#### Exercise
Look at the entries below and reproduce them exactly.

#### Data records
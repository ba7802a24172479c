use crate::config::ClientConfig;
use crate::error::{ApiError, ApiResult};
use crate::request::{HttpClient, HttpRequest};
use crate::resources::{Jobs, Materials, SpareParts};
use crate::session::SessionHandle;
use log::{debug, warn};
use std::sync::Arc;
use workshop_shared::protocol::ApiRequest;
use workshop_shared::{CONTENT_TYPE_JSON, HEADER_AUTHORIZATION, HEADER_CONTENT_TYPE};

/// REST API 客户端
///
/// - 有令牌时为每个需认证的请求附加 `Authorization: Bearer <token>`
/// - 非 2xx 响应统一转为 `ApiError`
/// - 已认证会话收到 401 时强制转为匿名（令牌过期只能在此时被发现），
///   前提是被拒的仍是当前令牌
pub struct ApiClient<C> {
    config: Arc<ClientConfig>,
    http: Arc<C>,
    session: SessionHandle,
}

impl<C> Clone for ApiClient<C> {
    fn clone(&self) -> Self {
        Self {
            config: self.config.clone(),
            http: self.http.clone(),
            session: self.session.clone(),
        }
    }
}

impl<C: HttpClient> ApiClient<C> {
    pub fn new(config: ClientConfig, http: C, session: SessionHandle) -> Self {
        Self {
            config: Arc::new(config),
            http: Arc::new(http),
            session,
        }
    }

    pub fn config(&self) -> &ClientConfig {
        &self.config
    }

    pub fn session(&self) -> &SessionHandle {
        &self.session
    }

    /// 发送一个类型化请求
    pub async fn send<R: ApiRequest>(&self, request: &R) -> ApiResult<R::Response> {
        let url = self.config.url(&request.path());
        let mut req = HttpRequest::new(&url, R::METHOD);

        if R::METHOD.has_body() {
            let body = serde_json::to_value(request)?;
            if !body.is_null() {
                req = req
                    .with_header(HEADER_CONTENT_TYPE, CONTENT_TYPE_JSON)
                    .with_body(body);
            }
        }

        let token = if R::AUTHENTICATED {
            self.session.token()
        } else {
            None
        };
        if let Some(token) = &token {
            req = req.with_header(HEADER_AUTHORIZATION, &format!("Bearer {}", token));
        }

        debug!("[Api] {} {}", R::METHOD.as_str(), url);
        let resp = self.http.send(req).await.inspect_err(|e| {
            warn!("[Api] {} {} failed: {}", R::METHOD.as_str(), url, e);
        })?;

        if !resp.is_success() {
            let err = ApiError::from_response(resp.status, &resp.body);
            warn!("[Api] {} {} -> {}", R::METHOD.as_str(), url, err);
            if let Some(token) = &token {
                if err.is_auth_failure() {
                    self.session.expire(token);
                }
            }
            return Err(err);
        }

        resp.json()
    }

    pub fn jobs(&self) -> Jobs<'_, C> {
        Jobs::new(self)
    }

    pub fn materials(&self) -> Materials<'_, C> {
        Materials::new(self)
    }

    pub fn spare_parts(&self) -> SpareParts<'_, C> {
        SpareParts::new(self)
    }
}
//! 令牌持久化
//!
//! 使用 `web_sys::Storage` 实现核心库的 `TokenStore`。

use workshop::TokenStore;

/// 基于 `localStorage` 的令牌存储
///
/// 存储不可用（隐私模式、被禁用）时所有操作静默失败，会话只在当前页面内有效。
#[derive(Debug, Clone)]
pub struct BrowserStorage {
    key: String,
}

impl BrowserStorage {
    pub fn new(key: impl Into<String>) -> Self {
        Self { key: key.into() }
    }

    fn storage() -> Option<web_sys::Storage> {
        web_sys::window()?.local_storage().ok()?
    }
}

impl TokenStore for BrowserStorage {
    fn load(&self) -> Option<String> {
        Self::storage()?.get_item(&self.key).ok()?
    }

    fn save(&self, token: &str) -> bool {
        Self::storage()
            .and_then(|s| s.set_item(&self.key, token).ok())
            .is_some()
    }

    fn clear(&self) -> bool {
        Self::storage()
            .and_then(|s| s.remove_item(&self.key).ok())
            .is_some()
    }
}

#### Output
repository ba7802a24172479c
use crate::config::ClientConfig;
use crate::error::{ApiError, ApiResult};
use crate::request::{HttpClient, HttpRequest};
use crate::resources::{Jobs, Materials, SpareParts};
use crate::session::SessionHandle;
use log::{debug, warn};
use std::sync::Arc;
use workshop_shared::protocol::ApiRequest;
use workshop_shared::{CONTENT_TYPE_JSON, HEADER_AUTHORIZATION, HEADER_CONTENT_TYPE};

/// REST API 客户端
///
/// - 有令牌时为每个需认证的请求附加 `Authorization: Bearer <token>`
/// - 非 2xx 响应统一转为 `ApiError`
/// - 已认证会话收到 401 时强制转为匿名（令牌过期只能在此时被发现），
///   前提是被拒的仍是当前令牌
pub struct ApiClient<C> {
    config: Arc<ClientConfig>,
    http: Arc<C>,
    session: SessionHandle,
}

impl<C> Clone for ApiClient<C> {
    fn clone(&self) -> Self {
        Self {
            config: self.config.clone(),
            http: self.http.clone(),
            session: self.session.clone(),
        }
    }
}

impl<C: HttpClient> ApiClient<C> {
    pub fn new(config: ClientConfig, http: C, session: SessionHandle) -> Self {
        Self {
            config: Arc::new(config),
            http: Arc::new(http),
            session,
        }
    }

    pub fn config(&self) -> &ClientConfig {
        &self.config
    }

    pub fn session(&self) -> &SessionHandle {
        &self.session
    }

    /// 发送一个类型化请求
    pub async fn send<R: ApiRequest>(&self, request: &R) -> ApiResult<R::Response> {
        let url = self.config.url(&request.path());
        let mut req = HttpRequest::new(&url, R::METHOD);

        if R::METHOD.has_body() {
            let body = serde_json::to_value(request)?;
            if !body.is_null() {
                req = req
                    .with_header(HEADER_CONTENT_TYPE, CONTENT_TYPE_JSON)
                    .with_body(body);
            }
        }

        let token = if R::AUTHENTICATED {
            self.session.token()
        } else {
            None
        };
        if let Some(token) = &token {
            req = req.with_header(HEADER_AUTHORIZATION, &format!("Bearer {}", token));
        }

        debug!("[Api] {} {}", R::METHOD.as_str(), url);
        let resp = self.http.send(req).await.inspect_err(|e| {
            warn!("[Api] {} {} failed: {}", R::METHOD.as_str(), url, e);
        })?;

        if !resp.is_success() {
            let err = ApiError::from_response(resp.status, &resp.body);
            warn!("[Api] {} {} -> {}", R::METHOD.as_str(), url, err);
            if let Some(token) = &token {
                if err.is_auth_failure() {
                    self.session.expire(token);
                }
            }
            return Err(err);
        }

        resp.json()
    }

    pub fn jobs(&self) -> Jobs<'_, C> {
        Jobs::new(self)
    }

    pub fn materials(&self) -> Materials<'_, C> {
        Materials::new(self)
    }

    pub fn spare_parts(&self) -> SpareParts<'_, C> {
        SpareParts::new(self)
    }
}
//! 令牌持久化
//!
//! 使用 `web_sys::Storage` 实现核心库的 `TokenStore`。

use workshop::TokenStore;

/// 基于 `localStorage` 的令牌存储
///
/// 存储不可用（隐私模式、被禁用）时所有操作静默失败，会话只在当前页面内有效。
#[derive(Debug, Clone)]
pub struct BrowserStorage {
    key: String,
}

impl BrowserStorage {
    pub fn new(key: impl Into<String>) -> Self {
        Self { key: key.into() }
    }

    fn storage() -> Option<web_sys::Storage> {
        web_sys::window()?.local_storage().ok()?
    }
}

impl TokenStore for BrowserStorage {
    fn load(&self) -> Option<String> {
        Self::storage()?.get_item(&self.key).ok()?
    }

    fn save(&self, token: &str) -> bool {
        Self::storage()
            .and_then(|s| s.set_item(&self.key, token).ok())
            .is_some()
    }

    fn clear(&self) -> bool {
        Self::storage()
            .and_then(|s| s.remove_item(&self.key).ok())
            .is_some()
    }
}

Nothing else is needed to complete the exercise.